- Associated Press - Saturday, February 20, 2016

LITTLE ROCK, Ark. (AP) - Championing a program he inherited under a federal health overhaul he opposes, Gov. Asa Hutchinson has made his push to keep Arkansas’ hybrid Medicaid expansion the defining issue in several Republican primary contests next month. He’s also turning the election into a referendum on his first two years in office, and an indicator of how the next two will go.

Hutchinson plunged straight into the March 1 primary challenges that several GOP lawmakers face, dismissing criticism from conservative groups that his plan to keep the expansion amounts to an embrace of the law he and other Republicans have long derided as “Obamacare.”

“It is perfectly consistent, it is perfectly conservative and logical to oppose Obamacare as a federal policy and yet to accept federal dollars under the Medicaid program in Arkansas,” Hutchinson said last week, flanked by about two dozen lawmakers at the state Capitol.

It’s a delicate dance for Hutchinson, who avoided staking a position on the state’s “private option” expansion during his successful campaign for governor and his first several months in office. Crafted as an alternative to expanding Medicaid under the federal health overhaul, the program uses federal funds to purchase private insurance for the poor.

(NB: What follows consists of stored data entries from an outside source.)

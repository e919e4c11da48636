mod common;

use axum::{
    body::Body,
    http::{header, Request, StatusCode},
    Router,
};
use common::{app_with_key, get, init_app, init_pool, open_form, post_form, send};
use movies_app::antiforgery::FORM_FIELD;
use tower_cookies::Key;
use tracing::info;
use tracing_test::traced_test;

async fn movies(app: &Router, uri: &str) -> Vec<serde_json::Value> {
    let (status, _, body) = send(app, get(uri, None)).await;
    assert_eq!(status, StatusCode::OK);
    let view: serde_json::Value = serde_json::from_slice(&body).unwrap();
    view["model"]["movies"].as_array().unwrap().clone()
}

#[tokio::test]
#[traced_test]
async fn test_index_filters() {
    let (app, _dir) = init_app().await;

    let (status, _, body) = send(&app, get("/Movies", None)).await;
    assert_eq!(status, StatusCode::OK);
    let view: serde_json::Value = serde_json::from_slice(&body).unwrap();
    info!("Index view: {view}");
    assert_eq!(view["view"], "Movies/Index");
    assert_eq!(view["model"]["genres"], serde_json::json!(["Crime, Drama", "Drama"]));
    assert!(view.get("antiforgery_token").is_none());

    let found = movies(&app, "/Movies?movieGenre=Drama").await;
    assert_eq!(found.len(), 1);
    assert_eq!(found[0]["title"], "The Shawshank Redemption");

    let found = movies(&app, "/Movies/Index?searchString=God&movieGenre=Drama").await;
    assert!(found.is_empty());

    let found = movies(&app, "/Movies?searchString=%25").await;
    assert!(found.is_empty());
}

#[tokio::test]
#[traced_test]
async fn test_create_and_edit() {
    let (app, _dir) = init_app().await;
    let (cookie, token) = open_form(&app).await;

    let body = format!(
        "title=Rio+Bravo&release_date=1959-04-04&genre=Western&price=7.50&{FORM_FIELD}={token}&id=42"
    );
    let (status, headers, _) = send(&app, post_form("/Movies/Create", &cookie, body)).await;
    assert_eq!(status, StatusCode::SEE_OTHER);
    assert_eq!(headers[header::LOCATION], "/Movies");

    let all = movies(&app, "/Movies").await;
    assert_eq!(all.len(), 3);
    let id = all[2]["id"].as_i64().unwrap();
    // submitted id is not bound on create
    assert_ne!(id, 42);
    assert_eq!(all[2]["price"], "7.50");
    assert!(all[2]["rating"].is_null());

    let body = format!(
        "id={id}&title=Rio+Bravo&release_date=1959-04-04&genre=Western&price=200&{FORM_FIELD}={token}"
    );
    let (status, _, body) = send(&app, post_form(&format!("/Movies/Edit/{id}"), &cookie, body)).await;
    assert_eq!(status, StatusCode::UNPROCESSABLE_ENTITY);
    let view: serde_json::Value = serde_json::from_slice(&body).unwrap();
    assert_eq!(view["view"], "Movies/Edit");
    assert!(view["errors"]["price"].is_array());
    assert_eq!(view["antiforgery_token"], token.as_str());

    let body = format!(
        "id={id}&title=Rio+Bravo&release_date=1959-04-04&genre=Western&price=19.99&rating=PG&{FORM_FIELD}={token}"
    );
    let (status, _, _) = send(&app, post_form(&format!("/Movies/Edit/{id}"), &cookie, body)).await;
    assert_eq!(status, StatusCode::SEE_OTHER);

    let (status, _, body) = send(&app, get(&format!("/Movies/Details/{id}"), None)).await;
    assert_eq!(status, StatusCode::OK);
    let view: serde_json::Value = serde_json::from_slice(&body).unwrap();
    assert_eq!(view["model"]["price"], "19.99");
    assert_eq!(view["model"]["rating"], "PG");
}

#[tokio::test]
#[traced_test]
async fn test_edit_id_mismatch() {
    let (app, _dir) = init_app().await;
    let (cookie, token) = open_form(&app).await;

    let body = format!(
        "id=2&title=Changed&release_date=1972-03-24&genre=Drama&price=9.99&{FORM_FIELD}={token}"
    );
    let (status, _, _) = send(&app, post_form("/Movies/Edit/1", &cookie, body)).await;
    assert_eq!(status, StatusCode::NOT_FOUND);

    let body = format!(
        "id=99&title=Changed&release_date=1972-03-24&genre=Drama&price=9.99&{FORM_FIELD}={token}"
    );
    let (status, _, _) = send(&app, post_form("/Movies/Edit/99", &cookie, body)).await;
    assert_eq!(status, StatusCode::NOT_FOUND);

    let all = movies(&app, "/Movies").await;
    assert!(all.iter().all(|m| m["title"] != "Changed"));
}

#[tokio::test]
#[traced_test]
async fn test_delete() {
    let (app, _dir) = init_app().await;
    let (cookie, token) = open_form(&app).await;

    let (status, _, _) = send(
        &app,
        post_form("/Movies/Delete/1", &cookie, format!("{FORM_FIELD}=wrong")),
    )
    .await;
    assert_eq!(status, StatusCode::BAD_REQUEST);
    assert_eq!(movies(&app, "/Movies").await.len(), 2);

    for uri in ["/Movies/Delete/1", "/Movies/Delete/1", "/Movies/Delete/abc"] {
        let (status, headers, _) =
            send(&app, post_form(uri, &cookie, format!("{FORM_FIELD}={token}"))).await;
        assert_eq!(status, StatusCode::SEE_OTHER);
        assert_eq!(headers[header::LOCATION], "/Movies");
    }
    let all = movies(&app, "/Movies").await;
    assert_eq!(all.len(), 1);
    assert_eq!(all[0]["id"], 2);
}

#[tokio::test]
#[traced_test]
async fn test_token_in_header() {
    let (app, _dir) = init_app().await;
    let (cookie, token) = open_form(&app).await;

    let request = Request::builder()
        .method("POST")
        .uri("/Movies/Delete/2")
        .header(header::COOKIE, &cookie)
        .header(movies_app::antiforgery::HEADER, &token)
        .body(Body::empty())
        .unwrap();
    let (status, _, _) = send(&app, request).await;
    assert_eq!(status, StatusCode::SEE_OTHER);
    assert_eq!(movies(&app, "/Movies").await.len(), 1);
}

#[tokio::test]
#[traced_test]
async fn test_token_needs_no_server_state() {
    let (pool, _dir) = init_pool().await;
    let key = Key::generate();
    let issuing = app_with_key(pool.clone(), key.clone());
    let (cookie, token) = open_form(&issuing).await;

    // a fresh instance with the same key accepts the token
    let fresh = app_with_key(pool.clone(), key);
    let (status, _, _) = send(
        &fresh,
        post_form("/Movies/Delete/2", &cookie, format!("{FORM_FIELD}={token}")),
    )
    .await;
    assert_eq!(status, StatusCode::SEE_OTHER);

    // cookie signed by another key is rejected
    let other = app_with_key(pool, Key::generate());
    let (status, _, _) = send(
        &other,
        post_form("/Movies/Delete/1", &cookie, format!("{FORM_FIELD}={token}")),
    )
    .await;
    assert_eq!(status, StatusCode::BAD_REQUEST);
}

#[tokio::test]
#[traced_test]
async fn test_tampered_cookie() {
    let (app, _dir) = init_app().await;
    let (cookie, token) = open_form(&app).await;
    let (name, value) = cookie.split_once('=').unwrap();

    // value without signature prefix, as a client could forge it
    let forged = format!("{name}={}", &value[value.len() - token.len()..]);
    assert!(forged.ends_with(&token));
    let (status, _, _) = send(
        &app,
        post_form("/Movies/Delete/1", &forged, format!("{FORM_FIELD}={token}")),
    )
    .await;
    assert_eq!(status, StatusCode::BAD_REQUEST);

    // cookie issued again for the same client keeps the token
    let (status, headers, body) = send(&app, get("/Movies/Edit/1", Some(&cookie))).await;
    assert_eq!(status, StatusCode::OK);
    assert!(headers.contains_key(header::SET_COOKIE));
    let view: serde_json::Value = serde_json::from_slice(&body).unwrap();
    assert_eq!(view["antiforgery_token"], token.as_str());
}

Hutchinson last year announced he wanted to keep the expansion if the federal government would agree to new restrictions. Hutchinson has said he’ll likely call lawmakers back to the Capitol in early April to take up the reworked program - renamed “Arkansas Works” - and its imposition of premiums on some and its requirement that participants enroll in employer-based plans if they’re available.

The plan continues a tradition of embracing a key part of the health care law Hutchinson opposed. His Democratic predecessor, former Gov. Mike Beebe, said he would have voted against the health overhaul if he had been in Congress but negotiated the hybrid expansion with the Republican-led Legislature three years ago.

Democrats, who have been more unified in supporting the expanded coverage, aren’t shy about pointing out what they view as Hutchinson’s inconsistency at the same time cheering on the Republican governor’s push to keep the plan alive.

“I’ve got to say, I’ve never seen somebody embrace a program and run away from it at the same time,” Senate Minority Leader Keith Ingram, a Democrat from West Memphis, said.

The conservative groups that fought Beebe on expansion show no signs of giving Hutchinson a pass on the issue.

“The governor’s outline for ‘Arkansas Works,’ just like the ‘private option,’ relies on Obamacare money to provide a taxpayer-funded entitlement to the exact same population as outlined in Obamacare’s Medicaid expansion,” said David Ray, the state director for Americans for Prosperity, which has targeted lawmakers over their past support for the expansion. “This is a distinction without a difference, and Arkansas legislators should reject any attempts to cement Arkansas’ status as an Obamacare Medicaid expansion state.”

After a legislative session where he got nearly everything he wanted, the primary election will be the first test of how much pull Hutchinson has within his party. The results could also sway some undecided lawmakers in his fight to get the three-fourths vote necessary to keep the program alive another year.

“If we do not work to get the truth out to the Arkansas voters, then yes, we’re not going to make that three-fourths margin because legislators listen to the voters,” he said.

Even more is riding on the line for Hutchinson, who’s warned that dropping the expanded coverage would create a $100 million budget deficit. It’s a gap that he says could threaten other state services and his plan to tap into general revenue and surplus funds to boost money for the state’s highway system. Losing allies in the Legislature on his health plan could be an omen of tougher battles in the coming two years.

That prospect is what has put Hutchinson, who campaigned partly on a vow to fight the president, in the position of warning lawmakers against ending coverage just to make a political point.

“Let’s make the best decision now for Arkansas. As federal policy changes, we will adjust accordingly,” Hutchinson told lawmakers last week. “As powerful and as determined as we are, we cannot change federal health care policy by simply being stubborn.”